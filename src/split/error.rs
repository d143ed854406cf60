//! Error type for dataset splitting.

use std::path::PathBuf;
use thiserror::Error;

#[derive(Debug, Error)]
pub enum SplitError {
    /// Data, image or label directory that does not exist
    #[error("invalid data directory '{}': does not exist", .0.display())]
    MissingDir(PathBuf),

    /// Refusing to write into an existing output directory
    #[error("output directory '{}' already exists", .0.display())]
    OutDirExists(PathBuf),

    /// `--cv 1` without a test fraction leaves the test set undefined
    #[error("a test fraction is required when splitting without cross-validation")]
    MissingTestFraction,

    /// Requested fractions leave nothing to train on
    #[error(
        "too large validation/test fractions: {n_val} validation + {n_test} test \
         images leave no training samples out of {n_total}"
    )]
    NoTrainingSamples {
        n_total: usize,
        n_val: usize,
        n_test: usize,
    },

    /// No image file matched the file pattern
    #[error("no file under '{}' matches pattern '{pattern}'", dir.display())]
    NoImagesMatched { dir: PathBuf, pattern: String },

    /// A file pattern that does not translate to a valid matcher
    #[error("invalid file pattern '{pattern}': {source}")]
    BadPattern {
        pattern: String,
        source: regex::Error,
    },

    /// An image without a counterpart in the label directory
    #[error(
        "no label found at '{}'; image and label files must share a file name \
         (images under '{}', labels under '{}')",
        expected.display(),
        image_dir.display(),
        label_dir.display()
    )]
    MissingLabel {
        expected: PathBuf,
        image_dir: PathBuf,
        label_dir: PathBuf,
    },

    /// An image path discovery produced that cannot be split into dir + name
    #[error("image path '{}' has no file name", .0.display())]
    BadImagePath(PathBuf),

    /// Augmented image and label directories of different size
    #[error("augmented data mismatch: {images} image(s) but {labels} label(s)")]
    AugCountMismatch { images: usize, labels: usize },

    #[error(transparent)]
    Io(#[from] std::io::Error),
}

pub type Result<T> = std::result::Result<T, SplitError>;
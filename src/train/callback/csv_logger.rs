//! CSV training log, one row per finished epoch.

use super::traits::{CallbackAction, CallbackContext, TrainerCallback};
use chrono::Local;
use log::warn;
use std::fs::{File, OpenOptions};
use std::io::Write;
use std::path::PathBuf;

/// Appends `epoch, timestamp, loss, lr, val_loss, <metrics...>` to a CSV
/// file after every epoch. The header is written once, derived from the
/// first epoch's context; in append mode an existing file keeps its rows.
///
/// Write failures are logged and training continues.
pub struct CsvLogger {
    path: PathBuf,
    append: bool,
    header_written: bool,
}

impl CsvLogger {
    #[must_use]
    pub fn new(path: impl Into<PathBuf>) -> Self {
        Self {
            path: path.into(),
            append: false,
            header_written: false,
        }
    }

    /// Keep rows of an earlier run instead of truncating the file
    #[must_use]
    pub fn append(mut self, append: bool) -> Self {
        self.append = append;
        self
    }

    #[must_use]
    pub fn path(&self) -> &PathBuf {
        &self.path
    }

    fn write_row(&mut self, ctx: &CallbackContext) -> std::io::Result<()> {
        if let Some(parent) = self.path.parent() {
            if !parent.as_os_str().is_empty() {
                std::fs::create_dir_all(parent)?;
            }
        }
        let mut file = OpenOptions::new()
            .create(true)
            .append(true)
            .open(&self.path)?;
        if !self.header_written && file.metadata()?.len() == 0 {
            let mut header = String::from("epoch,timestamp,loss,lr,val_loss");
            for (name, _) in &ctx.metrics {
                header.push(',');
                header.push_str(name);
            }
            writeln!(file, "{header}")?;
        }
        self.header_written = true;

        let timestamp = Local::now().format("%Y-%m-%d %H:%M:%S");
        let val_loss = ctx
            .val_loss
            .map(|v| format!("{v:.6}"))
            .unwrap_or_default();
        let mut row = format!(
            "{},{timestamp},{:.6},{:e},{val_loss}",
            ctx.epoch, ctx.loss, ctx.lr
        );
        for (_, value) in &ctx.metrics {
            row.push_str(&format!(",{value:.6}"));
        }
        writeln!(file, "{row}")
    }
}

impl TrainerCallback for CsvLogger {
    fn on_train_begin(&mut self, _ctx: &CallbackContext) -> CallbackAction {
        if !self.append && self.path.exists() {
            if let Err(err) = File::create(&self.path) {
                warn!("could not truncate '{}': {err}", self.path.display());
            }
        }
        CallbackAction::Continue
    }

    fn on_epoch_end(&mut self, ctx: &CallbackContext) -> CallbackAction {
        if let Err(err) = self.write_row(ctx) {
            warn!(
                "could not write training log '{}': {err}",
                self.path.display()
            );
        }
        CallbackAction::Continue
    }

    fn name(&self) -> &'static str {
        "CSVLogger"
    }
}

#[cfg(test)]
mod tests {
    use super::*;
    use tempfile::tempdir;

    fn ctx(epoch: usize, loss: f32) -> CallbackContext {
        CallbackContext {
            epoch,
            loss,
            lr: 0.001,
            val_loss: Some(loss + 0.1),
            metrics: vec![("val_accuracy".to_string(), 0.9)],
            ..Default::default()
        }
    }

    #[test]
    fn test_writes_header_and_rows() {
        let tmp = tempdir().unwrap();
        let path = tmp.path().join("training.csv");
        let mut logger = CsvLogger::new(&path);

        logger.on_epoch_end(&ctx(0, 1.0));
        logger.on_epoch_end(&ctx(1, 0.5));

        let text = std::fs::read_to_string(&path).unwrap();
        let lines: Vec<&str> = text.lines().collect();
        assert_eq!(lines.len(), 3);
        assert_eq!(lines[0], "epoch,timestamp,loss,lr,val_loss,val_accuracy");
        assert!(lines[1].starts_with("0,"));
        assert!(lines[2].starts_with("1,"));
        assert!(lines[1].contains("1.000000"));
    }

    #[test]
    fn test_truncates_unless_appending() {
        let tmp = tempdir().unwrap();
        let path = tmp.path().join("training.csv");
        std::fs::write(&path, "epoch,timestamp,loss,lr,val_loss\n9,x,0.1,1e0,\n").unwrap();

        let mut logger = CsvLogger::new(&path);
        logger.on_train_begin(&CallbackContext::default());
        logger.on_epoch_end(&ctx(0, 1.0));

        let text = std::fs::read_to_string(&path).unwrap();
        assert!(!text.contains("9,x"));
        assert!(text.starts_with("epoch,timestamp"));
    }

    #[test]
    fn test_append_mode_keeps_old_rows() {
        let tmp = tempdir().unwrap();
        let path = tmp.path().join("training.csv");
        std::fs::write(&path, "epoch,timestamp,loss,lr,val_loss\n9,x,0.1,1e0,\n").unwrap();

        let mut logger = CsvLogger::new(&path).append(true);
        logger.on_train_begin(&CallbackContext::default());
        logger.on_epoch_end(&ctx(10, 0.05));

        let text = std::fs::read_to_string(&path).unwrap();
        assert!(text.contains("9,x"));
        assert!(text.lines().count() == 3);
        // header not repeated
        assert_eq!(text.matches("epoch,timestamp").count(), 1);
    }

    #[test]
    fn test_creates_missing_parent_dir() {
        let tmp = tempdir().unwrap();
        let path = tmp.path().join("logs/run_1/training.csv");
        let mut logger = CsvLogger::new(&path);
        logger.on_epoch_end(&ctx(0, 1.0));
        assert!(path.is_file());
    }

    #[test]
    fn test_row_without_validation() {
        let tmp = tempdir().unwrap();
        let path = tmp.path().join("training.csv");
        let mut logger = CsvLogger::new(&path);
        let ctx = CallbackContext {
            loss: 0.25,
            lr: 0.01,
            ..Default::default()
        };
        logger.on_epoch_end(&ctx);

        let text = std::fs::read_to_string(&path).unwrap();
        let row = text.lines().nth(1).unwrap();
        // empty val_loss column
        assert!(row.ends_with(','));
    }
}
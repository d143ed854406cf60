//! Callback manager dispatching events to a resolved callback list.

use super::traits::{CallbackAction, CallbackContext, TrainerCallback};
use crate::train::services::TrainerServices;

/// Holds resolved callbacks and fans training events out to them.
/// A `Stop` answer short-circuits the remaining callbacks.
#[derive(Default)]
pub struct CallbackManager {
    callbacks: Vec<Box<dyn TrainerCallback>>,
}

impl CallbackManager {
    #[must_use]
    pub fn new() -> Self {
        Self {
            callbacks: Vec::new(),
        }
    }

    /// Add a callback
    pub fn add<C: TrainerCallback + 'static>(&mut self, callback: C) {
        self.callbacks.push(Box::new(callback));
    }

    /// Add an already boxed callback, as produced by a registry factory
    pub fn add_boxed(&mut self, callback: Box<dyn TrainerCallback>) {
        self.callbacks.push(callback);
    }

    #[must_use]
    pub fn is_empty(&self) -> bool {
        self.callbacks.is_empty()
    }

    #[must_use]
    pub fn len(&self) -> usize {
        self.callbacks.len()
    }

    /// Names of the held callbacks, in dispatch order
    #[must_use]
    pub fn names(&self) -> Vec<&'static str> {
        self.callbacks.iter().map(|cb| cb.name()).collect()
    }

    /// Hand the trainer's service channels to every callback
    pub fn bind_all(&mut self, services: &TrainerServices) {
        for cb in &mut self.callbacks {
            cb.bind(services);
        }
    }

    pub fn on_train_begin(&mut self, ctx: &CallbackContext) -> CallbackAction {
        for cb in &mut self.callbacks {
            if cb.on_train_begin(ctx) == CallbackAction::Stop {
                return CallbackAction::Stop;
            }
        }
        CallbackAction::Continue
    }

    pub fn on_train_end(&mut self, ctx: &CallbackContext) {
        for cb in &mut self.callbacks {
            cb.on_train_end(ctx);
        }
    }

    pub fn on_epoch_begin(&mut self, ctx: &CallbackContext) -> CallbackAction {
        for cb in &mut self.callbacks {
            if cb.on_epoch_begin(ctx) == CallbackAction::Stop {
                return CallbackAction::Stop;
            }
        }
        CallbackAction::Continue
    }

    pub fn on_epoch_end(&mut self, ctx: &CallbackContext) -> CallbackAction {
        for cb in &mut self.callbacks {
            if cb.on_epoch_end(ctx) == CallbackAction::Stop {
                return CallbackAction::Stop;
            }
        }
        CallbackAction::Continue
    }

    pub fn on_step_begin(&mut self, ctx: &CallbackContext) -> CallbackAction {
        for cb in &mut self.callbacks {
            if cb.on_step_begin(ctx) == CallbackAction::Stop {
                return CallbackAction::Stop;
            }
        }
        CallbackAction::Continue
    }

    pub fn on_step_end(&mut self, ctx: &CallbackContext) -> CallbackAction {
        for cb in &mut self.callbacks {
            if cb.on_step_end(ctx) == CallbackAction::Stop {
                return CallbackAction::Stop;
            }
        }
        CallbackAction::Continue
    }
}

#[cfg(test)]
mod tests {
    use super::*;
    use crate::train::callback::{EarlyStopping, Monitor};
    use std::sync::atomic::{AtomicUsize, Ordering};
    use std::sync::Arc;

    struct CountingCallback {
        count: Arc<AtomicUsize>,
        answer: CallbackAction,
    }

    impl TrainerCallback for CountingCallback {
        fn on_epoch_end(&mut self, _: &CallbackContext) -> CallbackAction {
            self.count.fetch_add(1, Ordering::SeqCst);
            self.answer
        }
        fn name(&self) -> &'static str {
            "CountingCallback"
        }
    }

    #[test]
    fn test_manager_dispatches_early_stopping() {
        let mut manager = CallbackManager::new();
        manager.add(EarlyStopping::new(1, 0.001, Monitor::TrainLoss));

        let mut ctx = CallbackContext {
            loss: 1.0,
            ..Default::default()
        };
        assert_eq!(manager.on_epoch_end(&ctx), CallbackAction::Continue);

        ctx.epoch = 1;
        assert_eq!(manager.on_epoch_end(&ctx), CallbackAction::Stop);
    }

    #[test]
    fn test_manager_len_and_names() {
        let mut manager = CallbackManager::new();
        assert!(manager.is_empty());
        manager.add(EarlyStopping::new(3, 0.0, Monitor::ValLoss));
        assert_eq!(manager.len(), 1);
        assert_eq!(manager.names(), vec!["EarlyStopping"]);
    }

    #[test]
    fn test_stop_short_circuits_later_callbacks() {
        let count = Arc::new(AtomicUsize::new(0));
        let mut manager = CallbackManager::new();
        manager.add(CountingCallback {
            count: Arc::clone(&count),
            answer: CallbackAction::Stop,
        });
        manager.add(CountingCallback {
            count: Arc::clone(&count),
            answer: CallbackAction::Continue,
        });

        assert_eq!(
            manager.on_epoch_end(&CallbackContext::default()),
            CallbackAction::Stop
        );
        assert_eq!(count.load(Ordering::SeqCst), 1);
    }

    #[test]
    fn test_train_end_reaches_every_callback() {
        let count = Arc::new(AtomicUsize::new(0));

        struct EndCallback {
            count: Arc<AtomicUsize>,
        }
        impl TrainerCallback for EndCallback {
            fn on_train_end(&mut self, _: &CallbackContext) {
                self.count.fetch_add(1, Ordering::SeqCst);
            }
            fn name(&self) -> &'static str {
                "EndCallback"
            }
        }

        let mut manager = CallbackManager::new();
        for _ in 0..3 {
            manager.add(EndCallback {
                count: Arc::clone(&count),
            });
        }
        manager.on_train_end(&CallbackContext::default());
        assert_eq!(count.load(Ordering::SeqCst), 3);
    }

    #[test]
    fn test_empty_manager_continues() {
        let mut manager = CallbackManager::default();
        let ctx = CallbackContext::default();
        assert_eq!(manager.on_train_begin(&ctx), CallbackAction::Continue);
        assert_eq!(manager.on_epoch_begin(&ctx), CallbackAction::Continue);
        assert_eq!(manager.on_epoch_end(&ctx), CallbackAction::Continue);
        assert_eq!(manager.on_step_begin(&ctx), CallbackAction::Continue);
        assert_eq!(manager.on_step_end(&ctx), CallbackAction::Continue);
    }

    mod proptests {
        use super::*;
        use proptest::prelude::*;

        proptest! {
            #[test]
            fn manager_propagates_stop_after_patience(patience in 1usize..5) {
                let mut manager = CallbackManager::new();
                manager.add(EarlyStopping::new(patience, 0.001, Monitor::TrainLoss));

                let mut ctx = CallbackContext { loss: 1.0, ..Default::default() };
                for epoch in 0..patience {
                    ctx.epoch = epoch;
                    let action = manager.on_epoch_end(&ctx);
                    if epoch < patience - 1 {
                        prop_assert_eq!(action, CallbackAction::Continue);
                    }
                }
                ctx.epoch = patience;
                prop_assert_eq!(manager.on_epoch_end(&ctx), CallbackAction::Stop);
            }

            #[test]
            fn every_callback_fires_when_all_continue(n in 1usize..5) {
                let count = Arc::new(AtomicUsize::new(0));
                let mut manager = CallbackManager::new();
                for _ in 0..n {
                    manager.add(CountingCallback {
                        count: Arc::clone(&count),
                        answer: CallbackAction::Continue,
                    });
                }
                manager.on_epoch_end(&CallbackContext::default());
                prop_assert_eq!(count.load(Ordering::SeqCst), n);
            }
        }
    }
}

____________

WORK REQUEST: Go through the entries above and copy out every line that includes the word "clone".

RESULT FOR THIS EXERCISE:
            count: Arc::clone(&count),
            count: Arc::clone(&count),
                count: Arc::clone(&count),
                        count: Arc::clone(&count),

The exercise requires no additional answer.